As the 1960s passed, society had changed to the point that the definition of the Establishment had blurred, and the term "anti-establishment" seemed to fall out of use.

1960s to present: the use of anti-establishment rhetoric in American politics

Howard Zinn, in his bestseller titled A People's History of the United States mentions the concept of "establishment" several times in the book. In reference to the 1896 election and McKinley's victory, when talking about socialism in the early 20th century, a major WWI general strike in 1919, when writing about the aftermath of WWII, in the talk about the repression of a communist party organizer, in discussion of the 1963 March on Washington for Jobs and Freedom led by Martin Luther King Jr. and others, when writing about how even when black leaders were elected, they could not overcome the establishment and in reference to opposition in the Vietnam War, the establishment before and after the Watergate Scandal, the establishment from Jimmy Carter's Administration to George H.W.'s administration, the Iran-Contra Affair and the establishment, the maintaining of the military establishment even after the Cold War ended, the Vietnam Syndrome that leads to anti-establishment thought, and in a discussion of the 2000 election.

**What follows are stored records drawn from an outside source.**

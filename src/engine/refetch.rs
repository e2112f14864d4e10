// SPDX-License-Identifier: AGPL-3.0-or-later
//
// Copyright (C) 2026 Relational Network

//! Batched regeneration of claim authorization signatures.
//!
//! ## Algorithm
//!
//! 1. Take the campaign's advisory lock, so concurrent refetch calls for the
//!    same campaign serialize instead of double-signing the same rows.
//! 2. Refuse outright while the campaign has no block deadline — a signature
//!    without a deadline would authorize a claim forever.
//! 3. Capture the stale set (unsigned rows, plus rows last written before the
//!    campaign was modified) as one stable snapshot.
//! 4. Page through the snapshot: transform each page's amounts in one batched
//!    call, compute each row's commitment hash, and submit the page's unique
//!    unsigned hashes to the signer as one batch. A row whose cached
//!    signature already commits to the current parameters is carried over
//!    without a signing round-trip.
//! 5. After all pages are signed, persist `{signature, updated_at}` for the
//!    entire set in one write transaction.
//!
//! Any failure before step 5 leaves the store byte-for-byte unchanged; there
//! is no retry and no partial visibility.

use std::collections::HashMap;
use std::str::FromStr;
use std::sync::Arc;

use alloy::primitives::{Address, B256};
use chrono::Utc;
use tokio::sync::{Mutex, OwnedMutexGuard};
use uuid::Uuid;

use crate::blockchain::{claim_message_hash, ClaimMetadataSource};
use crate::signer::BatchSign;
use crate::storage::{DropDatabase, SignatureUpdate, StoredClaimant};

use super::{amounts::batch_transform_claim_amounts, DropError};

/// Upper bound on one signing request's payload.
pub const BATCH_SIGNATURE_PAGE_SIZE: usize = 500;

/// Per-campaign advisory locks serializing signature refetches.
#[derive(Default)]
pub struct CampaignLocks {
    inner: Mutex<HashMap<Uuid, Arc<Mutex<()>>>>,
}

impl CampaignLocks {
    pub fn new() -> Self {
        Self::default()
    }

    /// Acquire the lock for one campaign, waiting behind any running refetch.
    pub async fn acquire(&self, campaign_id: Uuid) -> OwnedMutexGuard<()> {
        let lock = {
            let mut registry = self.inner.lock().await;
            registry.entry(campaign_id).or_default().clone()
        };
        lock.lock_owned().await
    }
}

/// Regenerate the signatures of every stale claimant in a campaign.
///
/// Returns the rows as committed. A campaign whose stale set is empty is a
/// no-op that performs no external calls.
pub async fn refetch_drop_signatures<C, S>(
    db: &DropDatabase,
    chain: &C,
    signer: &S,
    locks: &CampaignLocks,
    campaign_id: Uuid,
    added_by: &str,
) -> Result<Vec<StoredClaimant>, DropError>
where
    C: ClaimMetadataSource,
    S: BatchSign,
{
    let _guard = locks.acquire(campaign_id).await;

    let campaign = db
        .get_campaign(campaign_id)?
        .ok_or(DropError::CampaignNotFound(campaign_id))?;
    let contract = db
        .get_contract(campaign.contract_id)?
        .ok_or(DropError::ContractNotFound(campaign.contract_id))?;
    let deadline = campaign
        .claim_block_deadline
        .ok_or(DropError::MissingDeadline(campaign_id))?;
    let contract_address = Address::from_str(&contract.address)
        .map_err(|_| DropError::InvalidAddress(contract.address.clone()))?;

    let stale = db.stale_claimants(campaign_id, campaign.updated_at)?;
    if stale.is_empty() {
        tracing::debug!(%campaign_id, "No stale signatures to refetch");
        return Ok(Vec::new());
    }

    tracing::info!(
        %campaign_id,
        claim_id = campaign.claim_id,
        stale = stale.len(),
        "Refetching drop signatures"
    );

    // (claimant, commitment hash) for every stale row, accumulated across pages
    let mut pending: Vec<(StoredClaimant, B256)> = Vec::with_capacity(stale.len());
    // hash → signature accumulator spanning all pages of this call
    let mut signatures: HashMap<B256, String> = HashMap::new();
    let mut reused = 0usize;

    for page in stale.chunks(BATCH_SIGNATURE_PAGE_SIZE) {
        let amounts: Vec<u64> = page.iter().map(|claimant| claimant.amount).collect();
        let transformed =
            batch_transform_claim_amounts(db, chain, campaign_id, &amounts).await?;

        let mut request: Vec<B256> = Vec::with_capacity(page.len());
        for (claimant, amount) in page.iter().zip(transformed) {
            let recipient = Address::from_str(&claimant.address)
                .map_err(|_| DropError::InvalidAddress(claimant.address.clone()))?;
            let hash = claim_message_hash(
                chain.chain_id(),
                contract_address,
                campaign.claim_id,
                recipient,
                deadline,
                amount,
            );

            // A cached signature over these exact parameters is still valid;
            // only the row's timestamp went stale.
            if claimant.commitment_hash.as_deref() == Some(hash.to_string().as_str()) {
                if let Some(signature) = &claimant.signature {
                    signatures.insert(hash, signature.clone());
                    reused += 1;
                    pending.push((claimant.clone(), hash));
                    continue;
                }
            }

            if !signatures.contains_key(&hash) && !request.contains(&hash) {
                request.push(hash);
            }
            pending.push((claimant.clone(), hash));
        }

        if !request.is_empty() {
            let signed = signer
                .batch_sign(&request)
                .await
                .map_err(DropError::SignerUnavailable)?;
            signatures.extend(signed);
        }
    }

    let now = Utc::now();
    let mut updates = Vec::with_capacity(pending.len());
    for (claimant, hash) in &pending {
        let signature = signatures
            .get(hash)
            .cloned()
            .ok_or_else(|| {
                DropError::SignerUnavailable(crate::signer::SignerError::InvalidResponse(
                    format!("no signature returned for hash {hash}"),
                ))
            })?;
        updates.push(SignatureUpdate {
            address: claimant.address.clone(),
            amount: claimant.amount,
            added_by: added_by.to_string(),
            signature,
            commitment_hash: hash.to_string(),
        });
    }

    let committed = db.apply_signature_updates(campaign_id, &updates, now)?;
    tracing::info!(
        %campaign_id,
        refreshed = committed.len(),
        reused,
        "Drop signatures persisted"
    );
    Ok(committed)
}
// SPDX-License-Identifier: AGPL-3.0-or-later
//
// Copyright (C) 2026 Relational Network

use axum::{
    http::StatusCode,
    response::{IntoResponse, Response},
    Json,
};
use serde::Serialize;

use crate::engine::DropError;
use crate::storage::DropDbError;

#[derive(Debug)]
pub struct ApiError {
    pub status: StatusCode,
    pub message: String,
}

#[derive(Serialize)]
struct ErrorBody {
    error: String,
}

impl ApiError {
    pub fn new(status: StatusCode, message: impl Into<String>) -> Self {
        Self {
            status,
            message: message.into(),
        }
    }

    pub fn not_found(message: impl Into<String>) -> Self {
        Self::new(StatusCode::NOT_FOUND, message)
    }

    pub fn bad_request(message: impl Into<String>) -> Self {
        Self::new(StatusCode::BAD_REQUEST, message)
    }

    pub fn unauthorized(message: impl Into<String>) -> Self {
        Self::new(StatusCode::UNAUTHORIZED, message)
    }

    pub fn conflict(message: impl Into<String>) -> Self {
        Self::new(StatusCode::CONFLICT, message)
    }

    pub fn internal(message: impl Into<String>) -> Self {
        Self::new(StatusCode::INTERNAL_SERVER_ERROR, message)
    }

    pub fn bad_gateway(message: impl Into<String>) -> Self {
        Self::new(StatusCode::BAD_GATEWAY, message)
    }
}

impl IntoResponse for ApiError {
    fn into_response(self) -> Response {
        let body = Json(ErrorBody {
            error: self.message,
        });
        (self.status, body).into_response()
    }
}

impl From<DropError> for ApiError {
    fn from(err: DropError) -> Self {
        match &err {
            DropError::DuplicateClaimant | DropError::InvalidAddress(_) => {
                Self::bad_request(err.to_string())
            }
            DropError::MissingDeadline(_) => Self::bad_request(err.to_string()),
            DropError::CampaignNotFound(_)
            | DropError::ContractNotFound(_)
            | DropError::ClaimantNotFound { .. } => Self::not_found(err.to_string()),
            // Upstream dependencies failed; the store is untouched and the
            // caller may retry.
            DropError::TokenMetadataUnavailable(_) | DropError::SignerUnavailable(_) => {
                Self::bad_gateway(err.to_string())
            }
            DropError::Storage(inner) => match inner {
                DropDbError::NotFound(_) => Self::not_found(err.to_string()),
                DropDbError::Conflict(_) => Self::conflict(err.to_string()),
                _ => Self::internal(err.to_string()),
            },
        }
    }
}

impl From<DropDbError> for ApiError {
    fn from(err: DropDbError) -> Self {
        match &err {
            DropDbError::NotFound(_) => Self::not_found(err.to_string()),
            DropDbError::Conflict(_) => Self::conflict(err.to_string()),
            _ => Self::internal(err.to_string()),
        }
    }
}

#[cfg(test)]
mod tests {
    use super::*;
    use axum::body::to_bytes;
    use uuid::Uuid;

    #[test]
    fn constructors_set_status_and_message() {
        let nf = ApiError::not_found("missing");
        assert_eq!(nf.status, StatusCode::NOT_FOUND);
        assert_eq!(nf.message, "missing");

        let bad = ApiError::bad_request("bad");
        assert_eq!(bad.status, StatusCode::BAD_REQUEST);
        assert_eq!(bad.message, "bad");
    }

    #[test]
    fn engine_errors_map_to_http_statuses() {
        let id = Uuid::new_v4();
        assert_eq!(
            ApiError::from(DropError::DuplicateClaimant).status,
            StatusCode::BAD_REQUEST
        );
        assert_eq!(
            ApiError::from(DropError::MissingDeadline(id)).status,
            StatusCode::BAD_REQUEST
        );
        assert_eq!(
            ApiError::from(DropError::CampaignNotFound(id)).status,
            StatusCode::NOT_FOUND
        );
        assert_eq!(
            ApiError::from(DropError::SignerUnavailable(
                crate::signer::SignerError::Unavailable("down".into())
            ))
            .status,
            StatusCode::BAD_GATEWAY
        );
    }

    #[tokio::test]
    async fn into_response_returns_json_body() {
        let response = ApiError::bad_request("bad data").into_response();
        assert_eq!(response.status(), StatusCode::BAD_REQUEST);

        let body_bytes = to_bytes(response.into_body(), usize::MAX).await.unwrap();
        let body = String::from_utf8(body_bytes.to_vec()).unwrap();
        assert_eq!(body, r#"{"error":"bad data"}"#);
    }
}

1999 WTO protests, Occupy protests and anti-establishment thought

In 2011, with the rise of anti-austerity protests, online activism like Anonymous and the advent of the Occupy protests targeting the power of high finance and fighting for "the 99%," anti-establishment thought has reappeared. BBC News commented in one article that "The sinister Guy Fawkes mask made famous by the film V for Vendetta has become an emblem for anti-establishment protest groups." During the 1999 Seattle WTO protests the Earth Rainbow Network had (and still has) a page titled "The Anti-Establishment Files: Info and background material on the coming World Trade Organization meeting in Seattle."

Shift in usage

In recent years, with the rise of the populist right, the term anti-establishment has tended to refer to both left-wing and right-wing movements expressing dissatisfaction with mainstream institutions. For those on the right, this can be fueled by feelings of alienation from major institutions such as the government, corporations, media, and education system, which are perceived as holding progressive social norms, an inversion of the meaning formerly associated with the term. This can be accounted for by a perceived cultural and institutional shift to the left by many on the right. According to Pew Research, Western European populist parties from both sides of the ideological spectrum tapped into anti-establishment sentiment in 2017, "from the Brexit referendum to national elections in Italy". Sarah Kendzior of QZ argued that the term anti-establishment "has lost all meaning", citing a campaign video from then candidate Donald Trump titled "Fighting the Establishment". The term anti-establishment has tended to refer to right-wing populist movements, including nationalist movements and anti-lockdown protests, since Trump and the global populist wave, starting as far back as 2015 and as recently as 2021. However, the notion of right-wing movements being seen as anti-establishment has drawn criticism from leftists and liberals, who claim that what Trump and the right advocate is a maintaining of the establishment rather than contesting it, as progressive views espoused by corporations and government officials are often seen more as pandering rather than genuine support for true systemic change.